Adapt your schedule to accommodate your pain.

In September 2022, when Polina enters the master’s program at her school, she immediately warns her teachers. “One of my teachers took it upon herself to tell every speaker. ” a gesture that calmed the student. At school, everything is clear: “It’s part of me, I don’t want teachers to think that I don’t respect them,” she emphasizes. Moreover, that school year was especially cruel for Polina.

She says: “What happened to me was that I had to leave class or I couldn’t go. I called my teacher and he asked me if I was home alone. “If today a student feels freer to talk about her illness, this was not always the case. “There were a lot of excuses in undergraduate school. Sometimes I pretended that I had problems with my family. »

Sometimes establishments may provide premises. “My UFR supervisor gave me a third time and it saved me,” says Amelie: “I did a lot of outreach around myself, but the teachers didn’t care. » In this new academic year, the University of Angers has decided to introduce a 10-day menstrual leave for students suffering from painful menstruation. For the first time in France. “Students came to us for an absence certificate, we considered it unreasonable to give them one. It was an administrative formality and made no sense,” explains Florence Harteser, a general practitioner at the University Health Service.

“Now all people suffering from menstruation will be able to independently declare themselves on the university website, even those who do not have a diagnosis. » If you are absent on the day of the exam, do not worry: students will not be marked as unsuccessful and will be able to retake the exams.

Some students are forced to plan their repetition schedule according to their pain or fatigue. This is the case of Anna, a future intern doctor. “There was one week a month when I couldn’t work, but I didn’t tell the teachers about it,” the student recalls. When she entered her fourth year of medical school, she began doing an internship, “and then it disrupted my daily life.” Her pain got worse and she started missing workouts. “I had to adapt the internship schedule and revision program to suit my rules,” she says.

“It seriously affected my academic results.”

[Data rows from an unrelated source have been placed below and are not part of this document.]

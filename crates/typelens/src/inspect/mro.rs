//! MRO linearization and instantiation merging.
//!
//! The linearized ancestor order itself is host-supplied; this engine reads
//! it, deduplicates ancestors reached through several paths, and, in the
//! instantiation-merging variant, annotates every entry with the arguments
//! it actually carries, reconciling paths that disagree about an ancestor's
//! instantiation by synthesizing a union per conflicting argument position.

use crate::descriptor::DescriptorId;
use crate::error::{Error, Result};
use crate::inspect::bases::BaseRelation;
use crate::inspect::Inspector;
use crate::registry::{SpecialForm, Strategy};
use fxhash::{FxHashMap, FxHashSet};

impl Inspector<'_> {
    /// Returns the deduplicated ancestor order of a descriptor, at the
    /// runtime-class level.
    ///
    /// The input is canonicalized to its class and the host's raw
    /// linearization for that class is read directly. Deduplication walks
    /// the raw list in reverse, canonicalizes every entry, and keeps the
    /// first occurrence seen, so an ancestor reachable through several
    /// differently-instantiated paths survives exactly once, at its
    /// topologically-latest position.
    #[must_use]
    pub fn mro(&self, d: DescriptorId) -> Vec<DescriptorId> {
        let class = self.classify(d).map_or(d, |c| c.class);
        let raw = self.types().linearization(class);

        let mut seen = FxHashSet::default();
        let mut ancestors = Vec::with_capacity(raw.len());
        for &entry in raw.iter().rev() {
            let canonical = self.classify(entry).map_or(entry, |c| c.class);
            if seen.insert(canonical) {
                ancestors.push(canonical);
            }
        }
        ancestors.reverse();
        ancestors
    }

    /// Returns the ancestor order with every entry annotated by the
    /// instantiation it actually carries.
    ///
    /// The transitive parent multiset is grouped by runtime class; each
    /// linearized ancestor consumes its group. A group whose records
    /// disagree about an argument position gets a synthesized union of the
    /// distinct values at that position.
    ///
    /// # Errors
    ///
    /// - [`Error::ConflictingForms`] when one class is reached through two
    ///   different parametric forms.
    /// - [`Error::UnconsumedParents`] when parent groups remain after every
    ///   ancestor is processed. Under [`Strategy::Legacy`] a single leftover
    ///   group for the root generic marker is tolerated and dropped.
    /// - [`Error::MissingUnionForm`] when an argument conflict arises but no
    ///   union form is registered.
    /// - Any base-resolution fault from the parent walk.
    pub fn instantiated_mro(&self, d: DescriptorId) -> Result<Vec<BaseRelation>> {
        let mut groups: FxHashMap<DescriptorId, Vec<BaseRelation>> = FxHashMap::default();
        for parent in self.parents(d)? {
            groups.entry(parent.class).or_default().push(parent);
        }

        let mut resolved = Vec::new();
        for class in self.mro(d) {
            let Some(records) = groups.remove(&class) else {
                // Ancestor never seen as a parent: a plain entry.
                let (form, class) = self
                    .classify(class)
                    .map_or((class, class), |c| (c.form, c.class));
                resolved.push(BaseRelation {
                    form,
                    class,
                    instantiated: None,
                });
                continue;
            };

            if records.windows(2).any(|pair| pair[0].form != pair[1].form) {
                return Err(Error::ConflictingForms {
                    class: self.types().name(class),
                });
            }

            if records.iter().all(|r| r.instantiated.is_none()) {
                resolved.push(records[0]);
                continue;
            }

            resolved.push(self.merge_group(&records)?);
        }

        self.ensure_consumed(&groups)?;
        Ok(resolved)
    }

    /// Merges one parent group into a single annotated entry.
    ///
    /// Instantiated records form the rows of a small matrix whose columns
    /// are argument positions; a column with one distinct value keeps it,
    /// a column with several synthesizes their union.
    fn merge_group(&self, records: &[BaseRelation]) -> Result<BaseRelation> {
        let rows: Vec<Vec<DescriptorId>> = records
            .iter()
            .filter_map(|r| r.instantiated)
            .map(|inst| self.type_args(inst))
            .collect();
        let width = rows.iter().map(Vec::len).max().unwrap_or(0);

        let mut merged = Vec::with_capacity(width);
        for position in 0..width {
            let mut distinct: Vec<DescriptorId> = Vec::new();
            for row in &rows {
                if let Some(&arg) = row.get(position) {
                    if !distinct.contains(&arg) {
                        distinct.push(arg);
                    }
                }
            }
            merged.push(self.union_of(&distinct)?);
        }

        let representative = records[0];
        let instantiated = self.types().instantiate(representative.form, &merged);
        Ok(BaseRelation {
            instantiated: Some(instantiated),
            ..representative
        })
    }

    /// Synthesizes the union of the given member types.
    ///
    /// Nested unions are flattened, members deduplicated by identity, and a
    /// single surviving member is returned as-is rather than wrapped.
    fn union_of(&self, members: &[DescriptorId]) -> Result<DescriptorId> {
        debug_assert!(!members.is_empty());
        if let [only] = members {
            return Ok(*only);
        }

        let (union, _) = self
            .registry()
            .special_pair(SpecialForm::Union)
            .ok_or(Error::MissingUnionForm)?;

        let mut flat: Vec<DescriptorId> = Vec::with_capacity(members.len());
        for &member in members {
            let nested = self.classify(member).is_some_and(|c| c.form == union);
            if nested {
                for arg in self.type_args(member) {
                    if !flat.contains(&arg) {
                        flat.push(arg);
                    }
                }
            } else if !flat.contains(&member) {
                flat.push(member);
            }
        }

        if let [only] = flat.as_slice() {
            return Ok(*only);
        }
        Ok(self.types().instantiate(union, &flat))
    }

    /// Verifies every parent group was consumed by the linearization.
    fn ensure_consumed(&self, groups: &FxHashMap<DescriptorId, Vec<BaseRelation>>) -> Result<()> {
        if groups.is_empty() {
            return Ok(());
        }

        // Older host representations attach a synthetic root generic marker
        // as a parent without ever linearizing it.
        if self.registry().strategy() == Strategy::Legacy && groups.len() == 1 {
            if let Some((form, class)) = self.registry().special_pair(SpecialForm::Generic) {
                if groups.contains_key(&class) || groups.contains_key(&form) {
                    return Ok(());
                }
            }
        }

        let mut leftover: Vec<String> =
            groups.keys().map(|&c| self.types().name(c)).collect();
        leftover.sort();
        Err(Error::UnconsumedParents { leftover })
    }
}
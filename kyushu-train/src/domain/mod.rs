//! Domain types for the Kyushu rail journey search.
//!
//! This module contains the core domain model types that represent
//! validated search results. All types enforce their invariants at
//! construction time, so code that receives these types can trust their
//! validity.

mod error;
mod fare;
mod holiday;
mod journey;
mod leg;
mod link;
mod query;
mod station;

pub use error::DomainError;
pub use fare::{Availability, Fare, SeatType, TicketType};
pub use holiday::JapanHoliday;
pub use journey::{Journey, MAX_LEGS};
pub use leg::Leg;
pub use link::{LinkedLegs, link_legs};
pub use query::{
    MAX_PASSENGERS, QueryError, SEARCH_WINDOW_DAYS, SearchQuery, SearchQueryBuilder,
    TimeCondition,
};
pub use station::{
    InvalidStationCode, InvalidStationKeyword, PLACEHOLDER_CODE, Station, StationCode,
    StationKeyword,
};
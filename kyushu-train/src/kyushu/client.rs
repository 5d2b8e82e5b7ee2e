//! Reservation site HTTP client.
//!
//! The site has no public API: stations and holidays come from the JSON
//! endpoints its own search form uses, and route searches are a form post
//! that returns an HTML results page.

use std::sync::Arc;

use reqwest::header::{ACCEPT, ACCEPT_LANGUAGE, HeaderMap, HeaderValue, ORIGIN, REFERER, USER_AGENT};
use scraper::Html;
use serde::de::DeserializeOwned;
use tokio::sync::RwLock;
use tracing::debug;

use crate::domain::{JapanHoliday, Journey, SearchQuery, Station, StationKeyword};
use crate::extract::{Assembly, DateContext, JourneyAssembler};

use super::error::KyushuError;
use super::form::search_form;
use super::page::{error_message, is_maintenance_page, transaction_token};
use super::types::{HolidayEntry, SuggestedStation, convert_holidays, convert_stations};

/// Default base URL of the reservation site.
pub const DEFAULT_BASE_URL: &str = "https://train.yoyaku.jrkyushu.co.jp";

const DEFAULT_USER_AGENT: &str = "Mozilla/5.0 (Windows NT 10.0; Win64; x64) AppleWebKit/537.36 (KHTML, like Gecko) Chrome/120.0.0.0 Safari/537.36";

const TOP_PATH: &str = "/jr/pc/Top";
const SUGGEST_PATH: &str = "/jr/sugg/FindSuggestStationJson";
const HOLIDAY_PATH: &str = "/jr/cal/FindJpHolidayJson";
const SEARCH_PATH: &str = "/jr/pc/route/Top/searchStation";
const REFERER_PATH: &str = "/jr/pc/route/Top/";

/// Number of suggestions requested; the site's own form always asks for 10.
const SUGGEST_LIMIT: &str = "10";

/// Configuration for the reservation site client.
#[derive(Debug, Clone)]
pub struct ClientConfig {
    /// Base URL of the site, without a trailing slash
    pub base_url: String,
    /// Request timeout in seconds
    pub timeout_secs: u64,
    /// Browser user agent sent with every request
    pub user_agent: String,
}

impl Default for ClientConfig {
    fn default() -> Self {
        Self::new()
    }
}

impl ClientConfig {
    /// Create a config pointing at the production site.
    pub fn new() -> Self {
        Self {
            base_url: DEFAULT_BASE_URL.to_string(),
            timeout_secs: 30,
            user_agent: DEFAULT_USER_AGENT.to_string(),
        }
    }

    /// Set a custom base URL (for testing).
    pub fn with_base_url(mut self, url: impl Into<String>) -> Self {
        self.base_url = url.into().trim_end_matches('/').to_string();
        self
    }

    /// Set request timeout.
    pub fn with_timeout(mut self, secs: u64) -> Self {
        self.timeout_secs = secs;
        self
    }

    /// Set the user agent.
    pub fn with_user_agent(mut self, user_agent: impl Into<String>) -> Self {
        self.user_agent = user_agent.into();
        self
    }
}

/// Client for the JR Kyushu reservation site.
///
/// Holds the session's transaction token, fetched from the homepage on
/// first use and refreshed by [`is_maintenance`](Self::is_maintenance).
#[derive(Debug, Clone)]
pub struct KyushuClient {
    http: reqwest::Client,
    base_url: String,
    token: Arc<RwLock<Option<String>>>,
}

impl KyushuClient {
    /// Create a new client with the given configuration.
    pub fn new(config: ClientConfig) -> Result<Self, KyushuError> {
        let header = |value: &str| {
            HeaderValue::from_str(value).map_err(|_| KyushuError::Api {
                status: 0,
                message: format!("invalid header value: {value}"),
            })
        };

        // The site rejects requests that do not look like its own pages
        let mut headers = HeaderMap::new();
        headers.insert(ACCEPT, HeaderValue::from_static("*/*"));
        headers.insert(
            ACCEPT_LANGUAGE,
            HeaderValue::from_static("ja,en-US;q=0.9,en;q=0.8"),
        );
        headers.insert(ORIGIN, header(&config.base_url)?);
        headers.insert(REFERER, header(&format!("{}{REFERER_PATH}", config.base_url))?);
        headers.insert(USER_AGENT, header(&config.user_agent)?);

        let http = reqwest::Client::builder()
            .default_headers(headers)
            .timeout(std::time::Duration::from_secs(config.timeout_secs))
            .build()?;

        Ok(Self {
            http,
            base_url: config.base_url,
            token: Arc::new(RwLock::new(None)),
        })
    }

    /// Check whether the site is down for maintenance.
    ///
    /// When it is not, the session token is refreshed from the same page.
    pub async fn is_maintenance(&self) -> Result<bool, KyushuError> {
        let body = self.get_text(TOP_PATH, &[]).await?;
        let (maintenance, token) = {
            let document = Html::parse_document(&body);
            (is_maintenance_page(&document), transaction_token(&document))
        };

        if !maintenance {
            let token = token.ok_or(KyushuError::MissingToken)?;
            *self.token.write().await = Some(token);
        }

        debug!(maintenance, "Checked site status");
        Ok(maintenance)
    }

    /// Find stations whose names match a kanji keyword.
    pub async fn find_stations(&self, keyword: &str) -> Result<Vec<Station>, KyushuError> {
        let keyword = StationKeyword::parse(keyword)?;
        let entries: Vec<SuggestedStation> = self
            .get_json(
                SUGGEST_PATH,
                &[("q", keyword.as_str()), ("limit", SUGGEST_LIMIT), ("qt", "1")],
            )
            .await?;

        let stations = convert_stations(entries);
        debug!(keyword = keyword.as_str(), count = stations.len(), "Found stations");
        Ok(stations)
    }

    /// Fetch the site's Japanese holiday calendar.
    pub async fn holidays(&self) -> Result<Vec<JapanHoliday>, KyushuError> {
        let entries: Vec<HolidayEntry> = self.get_json(HOLIDAY_PATH, &[]).await?;
        Ok(convert_holidays(entries))
    }

    /// Run a route search and assemble the journeys on the results page.
    ///
    /// An empty result on a page that carries an error message becomes
    /// [`KyushuError::Site`].
    pub async fn search(&self, query: &SearchQuery) -> Result<Vec<Journey>, KyushuError> {
        let token = self.token().await?;

        let form = search_form(query, &token)
            .into_iter()
            .fold(reqwest::multipart::Form::new(), |form, (name, value)| {
                form.text(name, value)
            });

        let url = format!("{}{SEARCH_PATH}", self.base_url);
        let response = self.http.post(&url).multipart(form).send().await?;
        let body = read_body(response).await?;

        let (assembly, site_error) = {
            let document = Html::parse_document(&body);
            let assembler = JourneyAssembler::new(DateContext::for_query(query));
            (assembler.assemble(&document), error_message(&document))
        };

        results_or_site_error(assembly, site_error)
    }

    /// Returns the cached session token, fetching it on first use.
    async fn token(&self) -> Result<String, KyushuError> {
        if let Some(token) = self.token.read().await.clone() {
            return Ok(token);
        }

        let body = self.get_text(TOP_PATH, &[]).await?;
        let token = transaction_token(&Html::parse_document(&body)).ok_or(KyushuError::MissingToken)?;
        *self.token.write().await = Some(token.clone());
        Ok(token)
    }

    async fn get_text(&self, path: &str, query: &[(&str, &str)]) -> Result<String, KyushuError> {
        let url = format!("{}{path}", self.base_url);
        debug!(url = %url, "Sending request");
        let response = self.http.get(&url).query(query).send().await?;
        read_body(response).await
    }

    async fn get_json<T: DeserializeOwned>(
        &self,
        path: &str,
        query: &[(&str, &str)],
    ) -> Result<T, KyushuError> {
        let body = self.get_text(path, query).await?;
        serde_json::from_str(&body).map_err(|e| KyushuError::Json {
            message: e.to_string(),
        })
    }
}

/// Decide between the assembled journeys and the page's own error message.
///
/// The site's error title only counts when nothing could be assembled; an
/// empty page without one is a valid "no journeys" answer.
fn results_or_site_error(
    assembly: Assembly,
    page_error: Option<String>,
) -> Result<Vec<Journey>, KyushuError> {
    if assembly.journeys().is_empty() {
        if let Some(message) = page_error {
            return Err(KyushuError::Site(message));
        }
    }

    debug!(
        journeys = assembly.journeys().len(),
        dropped = assembly.dropped().len(),
        "Search complete"
    );
    Ok(assembly.into_journeys())
}

async fn read_body(response: reqwest::Response) -> Result<String, KyushuError> {
    let status = response.status();
    if !status.is_success() {
        let body = response.text().await.unwrap_or_default();
        return Err(KyushuError::Api {
            status: status.as_u16(),
            message: body,
        });
    }
    Ok(response.text().await?)
}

She couldn’t talk about it at work. “It’s a very masculine environment, it’s hard to say that I’m on my period and I can’t work,” she assures. Today she understands that the disease has greatly affected her studies. “It had a big impact on my academic results and I had to work harder than others. Financially, I had fewer hours to work. If you lose a week in a month, that’s a huge loss of hours in repetition.”

After studying, she will have to combine her work with endometriosis. “I’m currently on an internship, so I had to take some time off. This year I’m starting a work-study program, I’ll have to inform my bosses,” explains Polina. For Anna, the disease has also become a source of anxiety in her professional life: “Next year I will have to be in person every day, because when you are an intern in a hospital, there are never doctors there. You can’t be away three days a month because you’re on your period. »

Moreover, suffering is not always taken seriously. Pauline was diagnosed in 2021 after consultation with a professor at the Auray Hospital in Brittany. But before she could make a diagnosis, the young woman turned to several specialists. “The first one told me it was okay to be in pain, but it’s not.” During Polina’s ultrasound in Åre, “we saw endometriosis cells on the uterus. “I told myself: Finally, we can find what I have.”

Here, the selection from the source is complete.